*** Opening of PROVIDED DATA ***

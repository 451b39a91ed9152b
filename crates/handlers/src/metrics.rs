use metrics::Counter;
use metrics_derive::Metrics;

/// The metrics for the relay and roundup handlers.
#[derive(Metrics, Clone)]
#[metrics(scope = "relayer_handlers")]
pub struct RelayMetrics {
    /// A counter on poll submissions built.
    pub polls: Counter,
    /// A counter on aggregated relays submitted.
    pub aggregated_relays: Counter,
    /// A counter on requests observed committed.
    pub committed: Counter,
    /// A counter on requests observed rolled back.
    pub rollbacked: Counter,
    /// A counter on already-processed drops.
    pub already_processed: Counter,
    /// A counter on events rejected by the membership gate.
    pub not_mine: Counter,
    /// A counter on roundup fan-out clones.
    pub roundup_fanouts: Counter,
    /// A counter on roundup relays submitted.
    pub roundup_relays: Counter,
    /// A counter on heartbeat submissions.
    pub heartbeats: Counter,
    /// A counter on price feed submissions.
    pub price_feeds: Counter,
    /// A counter on Bitcoin hash feed submissions.
    pub btc_feeds: Counter,
    /// A counter on round-control polls submitted.
    pub round_polls: Counter,
}
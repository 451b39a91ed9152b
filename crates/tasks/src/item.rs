//! The heterogeneous work items flowing through the event queue.

use alloy_primitives::{Address, Bytes, B256};
use relayer_contracts::abi::logs::SocketMessage;
use relayer_primitives::{
    change_status, AggregatedSignatures, ChainEventStatus, ChainId, RequestId,
};
use std::time::{SystemTime, UNIX_EPOCH};

/// The current wall-clock time in milliseconds.
pub fn now_ms() -> u64 {
    SystemTime::now()
        .duration_since(UNIX_EPOCH)
        .expect("system clock before unix epoch")
        .as_millis() as u64
}

/// The lifecycle stage of a work item.
#[derive(Debug, Clone, Copy, PartialEq, Eq)]
pub enum TaskStatus {
    /// Perform a read-only contract call.
    CallTx,
    /// Build and submit a transaction.
    SendTx,
    /// Check the receipt of a submitted transaction.
    CheckReceipt,
}

/// Locates the transaction whose receipt a `CheckReceipt` item waits for.
#[derive(Debug, Clone, Copy, PartialEq, Eq)]
pub struct ReceiptParams {
    /// The chain the transaction was submitted to.
    pub chain: ChainId,
    /// The submitted transaction hash.
    pub tx_hash: B256,
}

/// Fields common to every work item.
#[derive(Debug, Clone, PartialEq, Eq)]
pub struct TaskHeader {
    /// The earliest wall-clock millisecond this item may be dispatched.
    pub time_lock: u64,
    /// The lifecycle stage.
    pub status: TaskStatus,
    /// The receipt target, present only in the `CheckReceipt` stage.
    pub receipt: Option<ReceiptParams>,
}

impl TaskHeader {
    /// A fresh `SendTx` header released at `time_lock`.
    pub const fn send_at(time_lock: u64) -> Self {
        Self { time_lock, status: TaskStatus::SendTx, receipt: None }
    }

    /// Moves to the `CallTx` stage, released at `time_lock`.
    pub fn switch_to_call(&mut self, time_lock: u64) {
        self.status = TaskStatus::CallTx;
        self.time_lock = time_lock;
        self.receipt = None;
    }

    /// Moves to the `SendTx` stage, released at `time_lock`.
    pub fn switch_to_send(&mut self, time_lock: u64) {
        self.status = TaskStatus::SendTx;
        self.time_lock = time_lock;
        self.receipt = None;
    }

    /// Moves to the `CheckReceipt` stage for the given transaction.
    pub fn switch_to_receipt(&mut self, chain: ChainId, tx_hash: B256, time_lock: u64) {
        self.status = TaskStatus::CheckReceipt;
        self.time_lock = time_lock;
        self.receipt = Some(ReceiptParams { chain, tx_hash });
    }
}

/// One observed state transition of one cross-chain request.
///
/// The raw payload and the decoded message travel together; status edits go
/// through [`RbcEvent::clone_with_other_status`], which allocates a new
/// event with the status word rewritten in both forms.
#[derive(Debug, Clone)]
pub struct RbcEvent {
    /// The common work-item fields.
    pub header: TaskHeader,
    /// The chain the event was observed on.
    pub chain: ChainId,
    /// The raw event payload.
    pub raw: Bytes,
    /// The decoded payload.
    pub message: SocketMessage,
    /// The decoded request status.
    pub status: ChainEventStatus,
    /// The block the event was emitted in.
    pub block_number: u64,
    /// Whether the aggregated slow path is still pending for this relayer.
    pub aggregated: bool,
}

impl RbcEvent {
    /// Builds an event from a decoded Socket emission.
    pub fn new(
        chain: ChainId,
        raw: Bytes,
        message: SocketMessage,
        status: ChainEventStatus,
        block_number: u64,
        time_lock: u64,
    ) -> Self {
        Self {
            header: TaskHeader::send_at(time_lock),
            chain,
            raw,
            message,
            status,
            block_number,
            aggregated: true,
        }
    }

    /// The request's primary key.
    pub fn request_id(&self) -> RequestId {
        self.message.request_id()
    }

    /// The round the request was opened in.
    pub fn round(&self) -> u128 {
        self.message.req_id.round
    }

    /// Whether the request originated off-hub.
    pub fn is_inbound(&self, hub: ChainId) -> bool {
        self.message.req_id.src_chain != hub.id_bytes()
    }

    /// A new event carrying `status`, with the raw payload's status word
    /// rewritten to match. The original is left untouched.
    pub fn clone_with_other_status(&self, status: ChainEventStatus) -> Self {
        let mut cloned = self.clone();
        cloned.raw = change_status(&self.raw, status);
        cloned.message.status = status as u8;
        cloned.status = status;
        cloned
    }
}

/// A hub validator-rotation emission, optionally pinned to one destination
/// chain by the fan-out.
#[derive(Debug, Clone)]
pub struct RoundUpEvent {
    /// The common work-item fields.
    pub header: TaskHeader,
    /// The rotated-in round.
    pub round: u128,
    /// The new validator set, as emitted.
    pub new_relayers: Vec<Address>,
    /// The signatures carried by the emission.
    pub sigs: AggregatedSignatures,
    /// The hub block the event was emitted in.
    pub block_number: u64,
    /// The destination chain, set per clone by the fan-out.
    pub selected_chain: Option<ChainId>,
    /// Whether the aggregated slow path is still pending for this relayer.
    pub aggregated: bool,
}

impl RoundUpEvent {
    /// Builds an un-fanned-out event from a decoded emission.
    pub fn new(
        round: u128,
        new_relayers: Vec<Address>,
        sigs: AggregatedSignatures,
        block_number: u64,
        time_lock: u64,
    ) -> Self {
        Self {
            header: TaskHeader::send_at(time_lock),
            round,
            new_relayers,
            sigs,
            block_number,
            selected_chain: None,
            aggregated: true,
        }
    }

    /// A clone pinned to one destination chain.
    pub fn for_chain(&self, chain: ChainId) -> Self {
        let mut cloned = self.clone();
        cloned.selected_chain = Some(chain);
        cloned
    }
}

/// The recurring tasks the relayer self-schedules.
#[derive(Debug, Clone, Copy, PartialEq, Eq, Hash)]
pub enum PeriodicKind {
    /// Hub session liveness signal.
    Heartbeat,
    /// Asset price submission.
    PriceFeed,
    /// Bitcoin block hash submission.
    BtcHashFeed,
    /// Validator round probe.
    RoundProbe,
}

/// A recurring work item. Every completed attempt enqueues
/// [`PeriodicTask::clone_next`] exactly once.
#[derive(Debug, Clone, PartialEq, Eq)]
pub struct PeriodicTask {
    /// The common work-item fields.
    pub header: TaskHeader,
    /// Which recurring task this is.
    pub kind: PeriodicKind,
    /// The nominal period, in milliseconds.
    pub period_ms: u64,
}

impl PeriodicTask {
    /// A task first released at `time_lock`.
    pub const fn new(kind: PeriodicKind, period_ms: u64, time_lock: u64) -> Self {
        Self { header: TaskHeader::send_at(time_lock), kind, period_ms }
    }

    /// The successor, released one period later.
    pub fn clone_next(&self) -> Self {
        self.clone_next_in(self.period_ms)
    }

    /// The successor, released after a custom delay.
    pub fn clone_next_in(&self, delay_ms: u64) -> Self {
        let mut next = self.clone();
        next.header = TaskHeader::send_at(self.header.time_lock + delay_ms);
        next
    }
}

/// A queued unit of work.
#[derive(Debug, Clone)]
pub enum WorkItem {
    /// A cross-chain request transition.
    Rbc(RbcEvent),
    /// A validator-rotation propagation.
    RoundUp(RoundUpEvent),
    /// A recurring task.
    Periodic(PeriodicTask),
}

impl WorkItem {
    /// The common header.
    pub fn header(&self) -> &TaskHeader {
        match self {
            Self::Rbc(event) => &event.header,
            Self::RoundUp(event) => &event.header,
            Self::Periodic(task) => &task.header,
        }
    }

    /// The common header, mutably.
    pub fn header_mut(&mut self) -> &mut TaskHeader {
        match self {
            Self::Rbc(event) => &mut event.header,
            Self::RoundUp(event) => &mut event.header,
            Self::Periodic(task) => &mut task.header,
        }
    }

    /// The release timestamp.
    pub fn time_lock(&self) -> u64 {
        self.header().time_lock
    }

    /// The lifecycle stage.
    pub fn task_status(&self) -> TaskStatus {
        self.header().status
    }

    /// The receipt target, if in the `CheckReceipt` stage.
    pub fn receipt(&self) -> Option<ReceiptParams> {
        self.header().receipt
    }

    /// A short label for logging and metrics.
    pub const fn label(&self) -> &'static str {
        match self {
            Self::Rbc(_) => "rbc",
            Self::RoundUp(_) => "roundup",
            Self::Periodic(PeriodicTask { kind: PeriodicKind::Heartbeat, .. }) => "heartbeat",
            Self::Periodic(PeriodicTask { kind: PeriodicKind::PriceFeed, .. }) => "price-feed",
            Self::Periodic(PeriodicTask { kind: PeriodicKind::BtcHashFeed, .. }) => {
                "btc-hash-feed"
            }
            Self::Periodic(PeriodicTask { kind: PeriodicKind::RoundProbe, .. }) => "round-probe",
        }
    }
}

#[cfg(test)]
mod tests {
    use super::*;
    use alloy_primitives::{FixedBytes, U256};
    use relayer_contracts::abi::logs::{Instruction, ReqId, Socket, TaskParams};
    use alloy_sol_types::SolEvent;
    use relayer_primitives::status_of;

    fn socket_message(status: ChainEventStatus) -> (Bytes, SocketMessage) {
        let message = SocketMessage {
            req_id: ReqId { src_chain: FixedBytes::from([0, 0, 0, 1]), round: 9, sequence: 1 },
            status: status as u8,
            instruction: Instruction {
                dst_chain: FixedBytes::from([0, 0, 0x0b, 0xfc]),
                method: FixedBytes::ZERO,
            },
            params: TaskParams {
                asset1: B256::ZERO,
                asset2: B256::ZERO,
                refund: Address::ZERO,
                to: Address::ZERO,
                amount: U256::ZERO,
                variants: Bytes::new(),
            },
        };
        let raw = Socket { message: message.clone() }.encode_log_data().data;
        (raw, message)
    }

    #[test]
    fn test_clone_with_other_status_rewrites_both_forms() {
        let (raw, message) = socket_message(ChainEventStatus::Requested);
        let event = RbcEvent::new(
            ChainId::Ethereum,
            raw,
            message,
            ChainEventStatus::Requested,
            10,
            0,
        );

        let accepted = event.clone_with_other_status(ChainEventStatus::Accepted);

        assert_eq!(accepted.status, ChainEventStatus::Accepted);
        assert_eq!(accepted.message.status, ChainEventStatus::Accepted as u8);
        assert_eq!(status_of(&accepted.raw).unwrap(), ChainEventStatus::Accepted);
        // the original is untouched.
        assert_eq!(event.status, ChainEventStatus::Requested);
        assert_eq!(status_of(&event.raw).unwrap(), ChainEventStatus::Requested);
    }

    #[test]
    fn test_direction_is_derived_from_source_chain() {
        let (raw, mut message) = socket_message(ChainEventStatus::Requested);
        let event = RbcEvent::new(
            ChainId::Ethereum,
            raw.clone(),
            message.clone(),
            ChainEventStatus::Requested,
            10,
            0,
        );
        assert!(event.is_inbound(ChainId::Bifrost));

        message.req_id.src_chain = ChainId::Bifrost.id_bytes();
        let outbound =
            RbcEvent::new(ChainId::Bifrost, raw, message, ChainEventStatus::Requested, 10, 0);
        assert!(!outbound.is_inbound(ChainId::Bifrost));
    }

    #[test]
    fn test_periodic_clone_next_advances_release() {
        let task = PeriodicTask::new(PeriodicKind::Heartbeat, 30_000, 1_000);
        let next = task.clone_next();
        assert_eq!(next.header.time_lock, 31_000);
        assert_eq!(next.header.status, TaskStatus::SendTx);

        let fast = task.clone_next_in(3_000);
        assert_eq!(fast.header.time_lock, 4_000);
    }

    #[test]
    fn test_header_transitions() {
        let mut header = TaskHeader::send_at(5);
        header.switch_to_receipt(ChainId::Ethereum, B256::ZERO, 99);
        assert_eq!(header.status, TaskStatus::CheckReceipt);
        assert!(header.receipt.is_some());

        header.switch_to_call(120);
        assert_eq!(header.status, TaskStatus::CallTx);
        assert_eq!(header.time_lock, 120);
        assert!(header.receipt.is_none());
    }
}
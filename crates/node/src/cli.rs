//! The relayer launcher command line.

use clap::Parser;
use std::path::PathBuf;

/// Cross-chain bridge relayer.
#[derive(Debug, Clone, Parser)]
#[command(name = "relayer", version, about)]
pub struct Cli {
    /// Hex-encoded relayer private key; overrides the private config.
    #[arg(short = 'k', long = "private-key")]
    pub private_key: Option<String>,

    /// Path to the public configuration file.
    #[arg(short = 'c', long = "config-path", default_value = "configs/entity.relayer.json")]
    pub config_path: PathBuf,

    /// Path to the private configuration file, deep-merged over the public
    /// one.
    #[arg(
        short = 'a',
        long = "private-config-path",
        default_value = "configs/entity.relayer.private.json"
    )]
    pub private_config_path: PathBuf,

    /// Whether the metrics recorder is announced as enabled.
    #[arg(
        short = 'p',
        long = "prometheus",
        action = clap::ArgAction::Set,
        default_value_t = true
    )]
    pub prometheus: bool,

    /// Skip the heartbeat task.
    #[arg(short = 'b', long = "no-heartbeat")]
    pub no_heartbeat: bool,
}
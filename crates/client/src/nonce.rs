//! The locally issued, monotone transaction nonce.

use crate::EthRpc;
use alloy_primitives::Address;
use alloy_transport::TransportResult;
use parking_lot::Mutex;

/// A per-account nonce counter, initialized lazily from
/// `eth_getTransactionCount(latest)` and advanced locally on every issued
/// transaction. Advanced only inside the send path, under the task manager's
/// serial dispatch.
#[derive(Debug, Default)]
pub(crate) struct NonceManager {
    next: Mutex<Option<u64>>,
}

impl NonceManager {
    /// Issues the next nonce for `address`.
    pub(crate) async fn next<T: EthRpc>(
        &self,
        rpc: &T,
        address: Address,
    ) -> TransportResult<u64> {
        {
            let mut guard = self.next.lock();
            if let Some(nonce) = *guard {
                *guard = Some(nonce + 1);
                return Ok(nonce);
            }
        }

        let nonce = rpc.transaction_count(address).await?;
        *self.next.lock() = Some(nonce + 1);
        Ok(nonce)
    }

    /// Forgets the local counter; the next issue re-reads the chain.
    pub(crate) fn reset(&self) {
        *self.next.lock() = None;
    }
}
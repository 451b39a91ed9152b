//! Per-chain transaction fee strategies.

use crate::ClientError;

/// The default escalation ladder applied on repeated submission failures.
pub const DEFAULT_FEE_UPDATE_RATES: [f64; 4] = [1.1, 1.2, 1.3, 2.0];

/// Multiplier applied over the network-reported fee before committing.
const FEE_HEADROOM: f64 = 1.5;

/// Weight of the priority fee in the EIP-1559 max-fee computation.
const PRIORITY_WEIGHT: u128 = 4;

/// The minimum base fee assumed on the hub, in wei (1000 gwei).
pub(crate) const HUB_BASE_FEE_FLOOR: u128 = 1_000_000_000_000;

/// The fee model of a chain, selected by configuration.
#[derive(Debug, Clone, PartialEq)]
pub enum TxFeeType {
    /// Type-0 transactions priced from `eth_gasPrice`.
    Legacy {
        /// The maximum network gas price the relayer will pay over.
        max_gas_price: u128,
    },
    /// Type-2 transactions priced from the priority fee and the base fee.
    Eip1559 {
        /// Cap on the committed max fee per gas.
        max_gas_price: u128,
        /// Cap on the network priority fee.
        max_priority_price: u128,
    },
}

/// A chain's complete fee configuration.
#[derive(Debug, Clone, PartialEq)]
pub struct FeeConfig {
    /// The fee model.
    pub kind: TxFeeType,
    /// The escalation ladder; rate `n` is applied on the `n`-th consecutive
    /// failure.
    pub update_rates: Vec<f64>,
}

impl FeeConfig {
    /// Returns a config with the default escalation ladder.
    pub fn new(kind: TxFeeType) -> Self {
        Self { kind, update_rates: DEFAULT_FEE_UPDATE_RATES.to_vec() }
    }

    /// The escalation rate for the given consecutive-failure count.
    pub fn escalation_rate(&self, failures: usize) -> f64 {
        if failures == 0 {
            return 1.0;
        }
        let idx = (failures - 1).min(self.update_rates.len().saturating_sub(1));
        self.update_rates.get(idx).copied().unwrap_or(1.0)
    }
}

/// The fee fields committed into an outgoing transaction.
#[derive(Debug, Clone, Copy, PartialEq, Eq)]
pub enum CommittedFee {
    /// Legacy gas price.
    Legacy {
        /// The committed gas price, in wei.
        gas_price: u128,
    },
    /// EIP-1559 fee pair.
    Eip1559 {
        /// The committed max fee per gas, in wei.
        max_fee_per_gas: u128,
        /// The committed max priority fee per gas, in wei.
        max_priority_fee_per_gas: u128,
    },
}

/// Computes the fee to commit, rejecting when the network price breaches the
/// configured caps.
///
/// * Legacy: commits `gas_price × 1.5`, rejecting when the network gas price
///   exceeds the configured maximum.
/// * EIP-1559: commits `max_fee = 1.5 × (priority × 4 + base)`, rejecting
///   when either the priority fee or the resulting max fee exceeds its cap.
///   On the hub, the base fee is floored to 1000 gwei.
pub(crate) fn compute_fee(
    config: &FeeConfig,
    network_gas_price: u128,
    network_priority: u128,
    next_base_fee: u128,
    is_hub: bool,
    failures: usize,
) -> Result<CommittedFee, ClientError> {
    let escalation = config.escalation_rate(failures);
    match config.kind {
        TxFeeType::Legacy { max_gas_price } => {
            if network_gas_price > max_gas_price {
                return Err(ClientError::FeeTooHigh);
            }
            let gas_price = scale(scale(network_gas_price, FEE_HEADROOM), escalation);
            Ok(CommittedFee::Legacy { gas_price })
        }
        TxFeeType::Eip1559 { max_gas_price, max_priority_price } => {
            let base = if is_hub { next_base_fee.max(HUB_BASE_FEE_FLOOR) } else { next_base_fee };
            let max_fee =
                scale(scale(network_priority * PRIORITY_WEIGHT + base, FEE_HEADROOM), escalation);
            if network_priority > max_priority_price || max_fee > max_gas_price {
                return Err(ClientError::FeeTooHigh);
            }
            Ok(CommittedFee::Eip1559 {
                max_fee_per_gas: max_fee,
                max_priority_fee_per_gas: network_priority,
            })
        }
    }
}

fn scale(value: u128, rate: f64) -> u128 {
    (value as f64 * rate) as u128
}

*** Close of PROVIDED DATA ***

ASSIGNMENT – Please state the number of lines in the data above that hold the word "bool", without any other text.

YOUR SOLUTION – 6